= Bucolicum carmen =

Bucolicum carmen is an organic collection of twelve eclogues, composed by Petrarch from c. 1346–7 and published in 1357. The last (Aggelos) contains the dedication of the sylloge to Donato Albanzani.

== Overview ==

The dark allegories suggested by the verses are in part explained in the letter that Boccaccio sent Martino da Signa (Ep. XXIII), which some manuscripts give in front of the collection of poems, by way of introduction. In this document, after having briefly gone into the history of the genre and having indicated its main exponents to be Theocritus, Virgil and Petrarch, Boccaccio undertakes an exercise in self-exegesis, in the best of Dantean tradition. Dante is the most evident model for the Buccolicum carmen, even though Boccaccio strategically excludes him from the list of poetic antecedents recalled in Epistola XXIII. Dante's influence can be seen in the themes and means used in the correspondence between Alighieri and Giovanni del Virgilio, the famous exchange of eclogues that Boccaccio personally copied and that is among the documents in the Zibaldone Laurenziano XXIX 8.

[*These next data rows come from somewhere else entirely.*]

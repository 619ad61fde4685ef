//! Namespaces and services

use chrono::{DateTime, Utc};
use serde::{Deserialize, Serialize};

use crate::record::{Field, FieldValue, Record};

/// Accessor names for [`Service`].
pub mod service_fields {
    pub const ID: &str = "id";
    pub const NAME: &str = "name";
    pub const NAMESPACE: &str = "namespace";
    pub const OWNER: &str = "owner";
    pub const REVISION: &str = "revision";
    pub const VALID: &str = "valid";
    pub const MODIFY_TIME: &str = "modify_time";
}

/// Accessor names for [`Namespace`].
pub mod namespace_fields {
    pub const NAME: &str = "name";
    pub const OWNER: &str = "owner";
    pub const VALID: &str = "valid";
    pub const MODIFY_TIME: &str = "modify_time";
}

#[derive(Debug, Clone, Default, PartialEq, Eq, Serialize, Deserialize)]
pub struct Service {
    pub id: String,
    pub name: String,
    pub namespace: String,
    pub business: String,
    pub department: String,
    pub comment: String,
    pub token: String,
    pub owner: String,
    pub revision: String,
    pub valid: bool,
    pub create_time: DateTime<Utc>,
    pub modify_time: DateTime<Utc>,
}

static SERVICE_FIELDS: &[Field<Service>] = &[
    Field::read_only(service_fields::ID, |s| FieldValue::from(s.id.as_str())),
    Field::read_only(service_fields::NAME, |s| FieldValue::from(s.name.as_str())),
    Field::read_only(service_fields::NAMESPACE, |s| {
        FieldValue::from(s.namespace.as_str())
    }),
    Field::writable(
        service_fields::OWNER,
        |s| FieldValue::from(s.owner.as_str()),
        |s, v| {
            s.owner = v.into_string()?;
            Some(())
        },
    ),
    Field::writable(
        service_fields::REVISION,
        |s| FieldValue::from(s.revision.as_str()),
        |s, v| {
            s.revision = v.into_string()?;
            Some(())
        },
    ),
    Field::writable(
        service_fields::VALID,
        |s| FieldValue::Bool(s.valid),
        |s, v| {
            s.valid = v.as_bool()?;
            Some(())
        },
    ),
    Field::writable(
        service_fields::MODIFY_TIME,
        |s| FieldValue::Time(s.modify_time),
        |s, v| {
            s.modify_time = v.as_time()?;
            Some(())
        },
    ),
];

impl Record for Service {
    const BUCKET: &'static str = "service";

    fn fields() -> &'static [Field<Self>] {
        SERVICE_FIELDS
    }

    fn storage_key(&self) -> String {
        self.id.clone()
    }
}

#[derive(Debug, Clone, Default, PartialEq, Eq, Serialize, Deserialize)]
pub struct Namespace {
    pub name: String,
    pub comment: String,
    pub token: String,
    pub owner: String,
    pub valid: bool,
    pub create_time: DateTime<Utc>,
    pub modify_time: DateTime<Utc>,
}

static NAMESPACE_FIELDS: &[Field<Namespace>] = &[
    Field::read_only(namespace_fields::NAME, |n| {
        FieldValue::from(n.name.as_str())
    }),
    Field::writable(
        namespace_fields::OWNER,
        |n| FieldValue::from(n.owner.as_str()),
        |n, v| {
            n.owner = v.into_string()?;
            Some(())
        },
    ),
    Field::writable(
        namespace_fields::VALID,
        |n| FieldValue::Bool(n.valid),
        |n, v| {
            n.valid = v.as_bool()?;
            Some(())
        },
    ),
    Field::writable(
        namespace_fields::MODIFY_TIME,
        |n| FieldValue::Time(n.modify_time),
        |n, v| {
            n.modify_time = v.as_time()?;
            Some(())
        },
    ),
];

impl Record for Namespace {
    const BUCKET: &'static str = "namespace";

    fn fields() -> &'static [Field<Self>] {
        NAMESPACE_FIELDS
    }

    fn storage_key(&self) -> String {
        self.name.clone()
    }
}

#[cfg(test)]
mod tests {
    use super::*;
    use pretty_assertions::assert_eq;

    #[test]
    fn test_storage_keys() {
        let service = Service {
            id: "s1".to_string(),
            name: "orders".to_string(),
            ..Default::default()
        };
        assert_eq!(service.storage_key(), "s1");

        let namespace = Namespace {
            name: "default".to_string(),
            ..Default::default()
        };
        assert_eq!(namespace.storage_key(), "default");
    }

    #[test]
    fn test_namespace_name_is_immutable() {
        let mut namespace = Namespace::default();
        assert!(namespace
            .apply(namespace_fields::NAME, FieldValue::from("other"))
            .is_err());
        namespace
            .apply(namespace_fields::OWNER, FieldValue::from("ops"))
            .unwrap();
        assert_eq!(namespace.owner, "ops");
    }
}
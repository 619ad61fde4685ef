//! Listing, filtering and pagination tests

use chrono::{DateTime, Duration, TimeZone, Utc};
use govstore_core::storage::{CircuitBreakerStore, StoreError};
use govstore_core::{
    CircuitBreaker, CircuitBreakerRelation, Filters, OffsetOverflow, Service, VERSION_MASTER,
};
use govstore_sqlite::{SqliteStore, StoreConfig};
use pretty_assertions::assert_eq;

fn at(minutes: i64) -> DateTime<Utc> {
    Utc.with_ymd_and_hms(2024, 1, 1, 0, 0, 0).unwrap() + Duration::minutes(minutes)
}

/// Store a valid rule with a fixed modify time, bypassing the lifecycle
/// so ordering does not depend on the clock.
fn put_rule(store: &SqliteStore, id: &str, version: &str, minutes: i64) {
    let cb = CircuitBreaker {
        namespace: "default".to_string(),
        owner: if id.starts_with('x') { "bob" } else { "alice" }.to_string(),
        valid: true,
        create_time: at(0),
        modify_time: at(minutes),
        ..CircuitBreaker::master(id, format!("rule-{}", id)).tagged(version)
    };
    store.handler().save_value(&cb).unwrap();
}

fn put_relation(store: &SqliteStore, service_id: &str, rule_id: &str, version: &str, valid: bool) {
    let relation = CircuitBreakerRelation {
        valid,
        create_time: at(0),
        modify_time: at(0),
        ..CircuitBreakerRelation::new(service_id, rule_id, version)
    };
    store.handler().save_value(&relation).unwrap();
}

fn add_service(store: &SqliteStore, id: &str) {
    store
        .services()
        .add_service(Service {
            id: id.to_string(),
            name: format!("svc-{}", id),
            namespace: "default".to_string(),
            ..Default::default()
        })
        .unwrap();
}

fn ids(detail: &govstore_core::CircuitBreakerDetail) -> Vec<String> {
    detail
        .infos
        .iter()
        .map(|info| info.circuit_breaker.id.clone())
        .collect()
}

#[test]
fn test_master_list_window() {
    let store = SqliteStore::in_memory().unwrap();
    // Stored out of key order; modify time gives a..e.
    for (id, minutes) in [("e", 5), ("c", 3), ("a", 1), ("d", 4), ("b", 2)] {
        put_rule(&store, id, VERSION_MASTER, minutes);
    }

    let page = store
        .circuit_breakers()
        .list_master_circuit_breakers(&Filters::new(), 2, 2)
        .unwrap();
    assert_eq!(ids(&page), vec!["c", "d"]);
    assert_eq!(page.total, 5);
}

#[test]
fn test_master_list_sorts_by_modify_time_not_key() {
    let store = SqliteStore::in_memory().unwrap();
    for (id, minutes) in [("a", 3), ("b", 1), ("c", 2)] {
        put_rule(&store, id, VERSION_MASTER, minutes);
    }

    let page = store
        .circuit_breakers()
        .list_master_circuit_breakers(&Filters::new(), 0, 10)
        .unwrap();
    assert_eq!(ids(&page), vec!["b", "c", "a"]);
}

#[test]
fn test_master_list_skips_tags_and_deleted() {
    let store = SqliteStore::in_memory().unwrap();
    let rules = store.circuit_breakers();
    rules.create_circuit_breaker(CircuitBreaker::master("r1", "one")).unwrap();
    rules.create_circuit_breaker(CircuitBreaker::master("r2", "two")).unwrap();
    rules
        .tag_circuit_breaker(CircuitBreaker::master("r1", "one").tagged("v1"))
        .unwrap();
    rules.delete_master_circuit_breaker("r2").unwrap();

    let page = rules.list_master_circuit_breakers(&Filters::new(), 0, 10).unwrap();
    assert_eq!(ids(&page), vec!["r1"]);
    assert_eq!(page.total, 1);
    assert!(page.infos[0].services.is_empty());
}

#[test]
fn test_master_list_filters_are_a_conjunction() {
    let store = SqliteStore::in_memory().unwrap();
    put_rule(&store, "a1", VERSION_MASTER, 1);
    put_rule(&store, "x1", VERSION_MASTER, 2);
    put_rule(&store, "a2", VERSION_MASTER, 3);

    let rules = store.circuit_breakers();
    let by_owner = rules
        .list_master_circuit_breakers(&Filters::new().with("owner", "alice"), 0, 10)
        .unwrap();
    assert_eq!(ids(&by_owner), vec!["a1", "a2"]);

    let both = rules
        .list_master_circuit_breakers(
            &Filters::new().with("owner", "alice").with("name", "rule-a2"),
            0,
            10,
        )
        .unwrap();
    assert_eq!(ids(&both), vec!["a2"]);

    let none = rules
        .list_master_circuit_breakers(
            &Filters::new().with("owner", "bob").with("name", "rule-a2"),
            0,
            10,
        )
        .unwrap();
    assert_eq!(none.total, 0);
}

#[test]
fn test_unknown_filter_field_is_invalid() {
    let store = SqliteStore::in_memory().unwrap();
    let rules = store.circuit_breakers();

    let err = rules
        .list_master_circuit_breakers(&Filters::new().with("colour", "red"), 0, 10)
        .unwrap_err();
    assert!(matches!(err, StoreError::InvalidArgument(_)));

    let err = rules
        .list_release_circuit_breakers(&Filters::new().with("owner", "alice"), 0, 10)
        .unwrap_err();
    assert!(matches!(err, StoreError::InvalidArgument(_)));
}

#[test]
fn test_offset_overflow_returns_everything_by_default() {
    let store = SqliteStore::in_memory().unwrap();
    for (id, minutes) in [("a", 1), ("b", 2), ("c", 3)] {
        put_rule(&store, id, VERSION_MASTER, minutes);
    }

    let page = store
        .circuit_breakers()
        .list_master_circuit_breakers(&Filters::new(), 3, 1)
        .unwrap();
    assert_eq!(ids(&page), vec!["a", "b", "c"]);
    assert_eq!(page.total, 3);
}

#[test]
fn test_offset_overflow_empty_page_policy() {
    let config = StoreConfig {
        offset_overflow: OffsetOverflow::EmptyPage,
        ..StoreConfig::default()
    };
    let store = SqliteStore::open(&config).unwrap();
    for (id, minutes) in [("a", 1), ("b", 2), ("c", 3)] {
        put_rule(&store, id, VERSION_MASTER, minutes);
    }

    let page = store
        .circuit_breakers()
        .list_master_circuit_breakers(&Filters::new(), 3, 1)
        .unwrap();
    assert!(page.infos.is_empty());
    assert_eq!(page.total, 3);
}

#[test]
fn test_release_list_filters_by_rule_id() {
    let store = SqliteStore::in_memory().unwrap();
    put_rule(&store, "r1", VERSION_MASTER, 1);
    put_rule(&store, "r1", "v1", 2);
    put_rule(&store, "r2", VERSION_MASTER, 3);
    for id in ["s1", "s2", "s3", "s4"] {
        add_service(&store, id);
    }
    put_relation(&store, "s1", "r1", VERSION_MASTER, true);
    put_relation(&store, "s2", "r1", "v1", true);
    put_relation(&store, "s3", "r2", VERSION_MASTER, true);
    put_relation(&store, "s4", "r1", VERSION_MASTER, false);

    let page = store
        .circuit_breakers()
        .list_release_circuit_breakers(&Filters::new().with("rule_id", "r1"), 0, 10)
        .unwrap();

    assert_eq!(page.total, 2);
    assert!(page.infos.iter().all(|i| i.circuit_breaker.id == "r1"));
    let services: Vec<&str> = page
        .infos
        .iter()
        .map(|i| i.services[0].id.as_str())
        .collect();
    assert_eq!(services, vec!["s1", "s2"]);
}

#[test]
fn test_release_list_one_service_per_entry_in_rule_time_order() {
    let store = SqliteStore::in_memory().unwrap();
    put_rule(&store, "r1", VERSION_MASTER, 5);
    put_rule(&store, "r2", VERSION_MASTER, 1);
    for id in ["s1", "s2", "s3"] {
        add_service(&store, id);
    }
    put_relation(&store, "s3", "r1", VERSION_MASTER, true);
    put_relation(&store, "s1", "r1", VERSION_MASTER, true);
    put_relation(&store, "s2", "r2", VERSION_MASTER, true);

    let page = store
        .circuit_breakers()
        .list_release_circuit_breakers(&Filters::new(), 0, 10)
        .unwrap();

    let entries: Vec<(String, String)> = page
        .infos
        .iter()
        .map(|i| {
            assert_eq!(i.services.len(), 1);
            (i.circuit_breaker.id.clone(), i.services[0].id.clone())
        })
        .collect();
    assert_eq!(
        entries,
        vec![
            ("r2".to_string(), "s2".to_string()),
            ("r1".to_string(), "s1".to_string()),
            ("r1".to_string(), "s3".to_string()),
        ]
    );
}

#[test]
fn test_release_list_drops_unresolvable_entries() {
    let store = SqliteStore::in_memory().unwrap();
    put_rule(&store, "r1", VERSION_MASTER, 1);
    add_service(&store, "s1");
    put_relation(&store, "s1", "r1", VERSION_MASTER, true);
    // No such service.
    put_relation(&store, "s2", "r1", VERSION_MASTER, true);
    // No such rule.
    add_service(&store, "s3");
    put_relation(&store, "s3", "r9", VERSION_MASTER, true);

    let page = store
        .circuit_breakers()
        .list_release_circuit_breakers(&Filters::new(), 0, 10)
        .unwrap();
    assert_eq!(page.total, 1);
    assert_eq!(page.infos[0].services[0].id, "s1");
}

#[test]
fn test_release_list_window() {
    let store = SqliteStore::in_memory().unwrap();
    for (i, id) in ["a", "b", "c", "d", "e"].into_iter().enumerate() {
        put_rule(&store, id, VERSION_MASTER, i as i64);
        let service_id = format!("s-{}", id);
        add_service(&store, &service_id);
        put_relation(&store, &service_id, id, VERSION_MASTER, true);
    }

    let page = store
        .circuit_breakers()
        .list_release_circuit_breakers(&Filters::new(), 2, 2)
        .unwrap();
    assert_eq!(ids(&page), vec!["c", "d"]);
    assert_eq!(page.total, 5);
}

The Buccolicum carmen deals with a variety of themes. The first two compositions (Galla and Pampinea) are said by the author himself to be as if they were youthful exercises; in Faunus, Dorus, Silva cadens and Alcestus facts and events related to the Angevin court are elevated to the rank of parenthetic exemplification. With Midas Boccaccio denounces the untrustworthiness of Niccolò Acciaiuoli, thus vindicating his influential friend's “betrayal”. The autobiographical element would seem to be central to the Olympia, a sad and touching recollection of his baby daughter Violante, who had died at the early age of five. Similar to the pastoral poetry in the vernacular of the Comedia delle ninfe fiorentine or Comedy of Florentine Nymphs, the Buccolicum carmen has also been likened to bucolic correspondence in verse, engaged in by Boccaccio with Checco di Meletto Rossi (Carmina I and II).